Material supplied section start
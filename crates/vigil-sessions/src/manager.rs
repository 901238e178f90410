//! The session manager.

use crate::instructions::{SessionInstruction, SessionInstructionKind, SessionInstructionOutput};
use crate::types::{CommitPolicy, GetSessionsConstraint, SessionConfig};
use chrono::{DateTime, Utc};
use parking_lot::Mutex;
use std::collections::{HashMap, VecDeque};
use std::sync::Arc;
use tokio::sync::broadcast;
use vigil_core::{
    AccessLevel, AuthenticationToken, AuthorizationToken, ComponentKind, DeviceId, Result,
    Seconds, Securable, SecurityError, SessionId, SessionKind, SessionRecord, SessionStore,
    TaskPool, TokenVault, UserId,
};
use vigil_instructions::{
    Envelope, InstructionFamily, InstructionSet, InstructionTarget, Responder,
};
use vigil_security::{
    DeviceAuthenticationRequest, SecurityManager, UserAuthenticationRequest,
};

/// One tracked session.
///
/// The flags and token are guarded by the manager's global lock; the
/// record sits behind its own mutex so counter updates can run without
/// the global lock.
struct SessionEntry {
    data: Arc<Mutex<SessionRecord>>,
    token: AuthenticationToken,
    token_expires_at: DateTime<Utc>,
    added_to_db: bool,
    waiting_for_reauth: bool,
    waiting_for_termination: bool,
}

#[derive(Default)]
struct SessionState {
    last_session_id: u64,
    active: HashMap<SessionId, SessionEntry>,
    by_user: HashMap<UserId, VecDeque<SessionId>>,
    by_device: HashMap<DeviceId, VecDeque<SessionId>>,
    next_sweep_at: Option<DateTime<Utc>>,
    scheduled_sweeps: u64,
    total_sweeps: u64,
}

struct SessionInner {
    security: SecurityManager,
    sessions: Arc<dyn SessionStore>,
    pool: TaskPool,
    vault: TokenVault,
    state: Mutex<SessionState>,
    max_sessions_per_user: u32,
    max_sessions_per_device: u32,
    commit: CommitPolicy,
    inactivity_timeout: Seconds,
    unauth_grace: Seconds,
    expired_events: broadcast::Sender<SessionId>,
    reauth_events: broadcast::Sender<SessionId>,
}
//! Per-set handler tables.
//!
//! When a target registers, the dispatcher creates an [`InstructionSet`]
//! for the target's family and hands it over for binding; every variant
//! the target serves gets a handler. Variants left unbound answer
//! `LogicError` when an instruction reaches them.

use crate::instruction::{Envelope, ErasedEnvelope, InstructionFamily};
use indexmap::IndexMap;
use std::any::Any;
use vigil_core::{AccessLevel, InstructionSetKind, SecurityError};

type Handler<F> = Box<dyn Fn(Envelope<F>) + Send + Sync>;

/// A target that consumes instructions of one family.
pub trait InstructionTarget<F: InstructionFamily> {
    /// Binds handlers into the set created by the dispatcher.
    ///
    /// Returning `false` aborts the registration.
    fn register_instruction_set(&self, set: &mut InstructionSet<F>) -> bool;
}

/// Handler table for one instruction family.
pub struct InstructionSet<F: InstructionFamily> {
    handlers: IndexMap<F::Kind, Handler<F>>,
    minimum_access_level: AccessLevel,
}

impl<F: InstructionFamily> Default for InstructionSet<F> {
    fn default() -> Self {
        Self::new()
    }
}

impl<F: InstructionFamily> InstructionSet<F> {
    /// Creates an empty table; every variant starts unbound.
    pub fn new() -> Self {
        Self {
            handlers: IndexMap::new(),
            minimum_access_level: AccessLevel::Admin,
        }
    }

    /// Binds a handler for one instruction variant, replacing any
    /// previous binding.
    pub fn bind_handler(
        &mut self,
        kind: F::Kind,
        handler: impl Fn(Envelope<F>) + Send + Sync + 'static,
    ) {
        self.handlers.insert(kind, Box::new(handler));
    }

    /// Sets the access level required for this set; Admin unless the
    /// target lowers it.
    pub fn set_minimum_access_level(&mut self, level: AccessLevel) {
        self.minimum_access_level = level;
    }

    /// Access level required for this set.
    pub fn minimum_access_level(&self) -> AccessLevel {
        self.minimum_access_level
    }

    /// Number of bound variants.
    pub fn bound_handlers(&self) -> usize {
        self.handlers.len()
    }

    fn dispatch(&self, envelope: Envelope<F>) {
        let kind = envelope.instruction().kind();
        match self.handlers.get(&kind) {
            Some(handler) => handler(envelope),
            None => {
                tracing::error!(set = %F::SET, ?kind, "instruction variant has no bound handler");
                envelope.resolve(Err(SecurityError::LogicError(format!(
                    "no handler bound for {kind:?} in set [{}]",
                    F::SET
                ))));
            }
        }
    }
}

/// Type-erased set as stored by the dispatcher.
pub(crate) trait ErasedSet: Send + Sync {
    fn set_kind(&self) -> InstructionSetKind;
    fn minimum_access_level(&self) -> AccessLevel;
    fn process(&self, envelope: Box<dyn Any + Send>);
}

impl<F: InstructionFamily> ErasedSet for InstructionSet<F> {
    fn set_kind(&self) -> InstructionSetKind {
        F::SET
    }

    fn minimum_access_level(&self) -> AccessLevel {
        self.minimum_access_level
    }

    fn process(&self, envelope: Box<dyn Any + Send>) {
        match envelope.downcast::<Envelope<F>>() {
            Ok(envelope) => self.dispatch(*envelope),
            Err(_) => {
                // Two families mapped to one set kind; the envelope's
                // responder is unreachable, so the future resolves to the
                // dropped-request error on its own.
                tracing::error!(set = %F::SET, "envelope type does not match the registered set");
            }
        }
    }
}

/// Adapter from the erased-envelope route into the erased set.
pub(crate) fn route(set: &dyn ErasedSet, envelope: Box<dyn ErasedEnvelope>) {
    set.process(envelope.into_any());
}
Material supplied section end
◆ Problem to work on: Look through the data above for the word "Admin". Report each line where it occurs.

◆ Response to this exercise:
            minimum_access_level: AccessLevel::Admin,
    /// Sets the access level required for this set; Admin unless the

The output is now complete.